A hiperfunção dos oblíquos inferiores é uma causa comum de desvios verticais, manifestando-se clinicamente pela elevação do olho quando este se move em direção ao nariz (adução).

Contexto Educacional

A motilidade ocular extrínseca é regida pelas leis de Sherrington e Hering. A hiperfunção de oblíquos inferiores pode ser primária ou secundária (geralmente à paralisia do oblíquo superior ipsilateral). No exame das versões, o examinador deve observar o 'overaction' do olho que aduz. Clinicamente, o paciente pode não apresentar queixas de diplopia devido à supressão em crianças, mas o desvio estético e a possível inclinação compensatória da cabeça são sinais de alerta. O tratamento cirúrgico envolve técnicas como a recessão, miotomia ou anteriorização do músculo oblíquo inferior.

Perguntas Frequentes

O que caracteriza a hiperfunção do oblíquo inferior?

A hiperfunção do músculo oblíquo inferior caracteriza-se clinicamente pela elevação do globo ocular quando o paciente realiza o movimento de adução (olhar para dentro). É frequentemente associada a estrabismos horizontais, como a esotropia infantil, e pode resultar em uma anisotropia em 'V', onde o desvio horizontal é mais divergente ou menos convergente no olhar para cima. O diagnóstico é essencialmente clínico, baseado na observação das versões oculares, e o tratamento, quando indicado por desvios significativos ou torcicolo, é cirúrgico (ex: debilitamento do músculo).

Como diferenciar hiperfunção de oblíquo inferior de paralisia de IV par?

Embora ambas possam apresentar elevação em adução, a paralisia do IV par (nervo troclear), que inerva o oblíquo superior, apresenta o teste de Bielschowsky positivo (aumento do desvio vertical com a inclinação da cabeça para o lado da lesão). Na hiperfunção primária do oblíquo inferior, o teste de Bielschowsky costuma ser negativo.
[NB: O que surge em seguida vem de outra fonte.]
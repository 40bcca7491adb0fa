
//! Fuzzy testing.
//! Mutates single bytes of a well formed synthetic file
//! and requires an error or a successful parse, but never a panic.

use std::io::Cursor;
use std::panic::catch_unwind;

use rand::rngs::StdRng;
use rand::{Rng, SeedableRng};

use x3f::prelude::*;


/// A small but complete file: header, property list,
/// huffman thumbnail, camf, directory, directory pointer.
fn well_formed_file() -> Vec<u8> {
    let mut bytes = Vec::new();

    bytes.extend_from_slice(b"FOVb");
    bytes.extend_from_slice(&0x0002_0000_u32.to_le_bytes());
    bytes.extend_from_slice(&[0_u8; 16]);
    bytes.extend_from_slice(&0_u32.to_le_bytes());
    bytes.extend_from_slice(&2_u32.to_le_bytes());
    bytes.extend_from_slice(&2_u32.to_le_bytes());
    bytes.extend_from_slice(&0_u32.to_le_bytes());

    let mut entries = Vec::new();

    // property section
    let start = bytes.len() as u32;
    bytes.extend_from_slice(b"SECp");
    bytes.extend_from_slice(&0x0002_0000_u32.to_le_bytes());
    bytes.extend_from_slice(&1_u32.to_le_bytes());
    bytes.extend_from_slice(&0_u32.to_le_bytes());
    bytes.extend_from_slice(&0_u32.to_le_bytes());
    bytes.extend_from_slice(&11_u32.to_le_bytes());
    bytes.extend_from_slice(&0_u32.to_le_bytes());
    bytes.extend_from_slice(&5_u32.to_le_bytes());
    for unit in "Make\0Sigma\0".encode_utf16() {
        bytes.extend_from_slice(&unit.to_le_bytes());
    }
    entries.push((start, bytes.len() as u32 - start, *b"PROP"));

    // huffman thumbnail section, 2x2 pixels
    let start = bytes.len() as u32;
    bytes.extend_from_slice(b"SECi");
    bytes.extend_from_slice(&0x0002_0000_u32.to_le_bytes());
    bytes.extend_from_slice(&2_u32.to_le_bytes());
    bytes.extend_from_slice(&11_u32.to_le_bytes());
    bytes.extend_from_slice(&2_u32.to_le_bytes());
    bytes.extend_from_slice(&2_u32.to_le_bytes());
    bytes.extend_from_slice(&0_u32.to_le_bytes());

    let mut words = vec![0_u32; 256];
    words[5] = (1 << 24) | 0b0;
    words[1] = (2 << 24) | 0b10;
    for word in words {
        bytes.extend_from_slice(&word.to_le_bytes());
    }
    bytes.extend_from_slice(&[0b0100_0101, 0b0000_0000]);
    bytes.extend_from_slice(&0_u32.to_le_bytes());
    bytes.extend_from_slice(&0_u32.to_le_bytes());
    entries.push((start, bytes.len() as u32 - start, *b"IMAG"));

    // encrypted camf section with one text entry
    let start = bytes.len() as u32;
    let mut plaintext = Vec::new();
    plaintext.extend_from_slice(b"CMbT");
    plaintext.extend_from_slice(&1_u32.to_le_bytes());
    plaintext.extend_from_slice(&28_u32.to_le_bytes());
    plaintext.extend_from_slice(&20_u32.to_le_bytes());
    plaintext.extend_from_slice(&25_u32.to_le_bytes());
    plaintext.extend_from_slice(b"NAME\0ab\0");
    x3f::camf::apply_key_stream(42, &mut plaintext);

    bytes.extend_from_slice(b"SECc");
    bytes.extend_from_slice(&0x0002_0000_u32.to_le_bytes());
    bytes.extend_from_slice(&2_u32.to_le_bytes());
    bytes.extend_from_slice(&[0_u8; 12]);
    bytes.extend_from_slice(&42_u32.to_le_bytes());
    bytes.extend_from_slice(&plaintext);
    entries.push((start, bytes.len() as u32 - start, *b"CAMF"));

    let directory_offset = bytes.len() as u32;
    bytes.extend_from_slice(b"SECd");
    bytes.extend_from_slice(&0x0002_0000_u32.to_le_bytes());
    bytes.extend_from_slice(&(entries.len() as u32).to_le_bytes());
    for (offset, size, entry_type) in entries {
        bytes.extend_from_slice(&offset.to_le_bytes());
        bytes.extend_from_slice(&size.to_le_bytes());
        bytes.extend_from_slice(&entry_type);
    }
    bytes.extend_from_slice(&directory_offset.to_le_bytes());

    bytes
}

/// Open the bytes and try to decode every section, discarding all errors.
fn exercise(bytes: Vec<u8>) {
    let mut file = match X3fFile::read_from_buffered(Cursor::new(bytes)) {
        Ok(file) => file,
        Err(_) => return,
    };

    let handles: Vec<SectionHandle> = file.sections().map(|(handle, _)| handle).collect();
    for handle in handles {
        let _ = file.load(handle);
    }
}

#[test]
fn the_unmutated_file_parses() {
    let bytes = well_formed_file();
    let mut file = X3fFile::read_from_buffered(Cursor::new(bytes)).unwrap();

    let properties = file.prop().unwrap();
    assert_eq!(file.load_properties(properties).unwrap().value("Make"), Some("Sigma"));

    let camf = file.camf().unwrap();
    assert_eq!(file.load_camf(camf).unwrap().entries().len(), 1);

    let thumb = file.thumb_huffman().unwrap();
    assert!(file.load_image(thumb).is_ok());
}

/// Just don't panic.
#[test]
fn mutated_files_never_panic() {
    let template = well_formed_file();

    let seed = [
        92, 1, 0, 130, 211, 8, 21, 70, 74, 4, 9, 5, 0, 23, 0, 3,
        20, 25, 6, 5, 229, 30, 0, 34, 218, 0, 40, 7, 5, 2, 7, 0,
    ];
    let mut random: StdRng = SeedableRng::from_seed(seed);

    for fuzz_index in 0 .. 4096_u32 {
        let mut bytes = template.clone();

        let index = random.random_range(0 .. bytes.len());
        bytes[index] = random.random::<u8>();

        let result = catch_unwind(move || exercise(bytes));
        assert!(result.is_ok(), "mutation {} panicked", fuzz_index);
    }
}

/// Truncations must error, not panic.
#[test]
fn truncated_files_never_panic() {
    let template = well_formed_file();

    for length in 0 .. template.len() {
        let bytes = template[.. length].to_vec();
        let result = catch_unwind(move || exercise(bytes));
        assert!(result.is_ok(), "truncation at {} panicked", length);
    }
}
Além disso, a paralisia do IV par frequentemente apresenta uma torção ocular (excliclotorção) mais pronunciada e diplopia súbita em adultos, enquanto a hiperfunção de oblíquos inferiores em crianças costuma ser compensada por mecanismos sensoriais.

Qual a relação entre hiperfunção de oblíquos e anisotropia em V?

A anisotropia em 'V' ocorre quando há uma diferença na magnitude do desvio horizontal entre o olhar para cima e o olhar para baixo (geralmente > 15 dioptrias prismáticas), sendo mais divergente para cima. Como o oblíquo inferior tem uma ação secundária de abdução que é mais forte na posição de olhar para cima, sua hiperfunção promove essa divergência superior, caracterizando o padrão em 'V'. Identificar esse padrão é crucial para o planejamento cirúrgico do estrabismo, pois pode exigir o enfraquecimento dos oblíquos inferiores simultaneamente à correção dos músculos retos horizontais.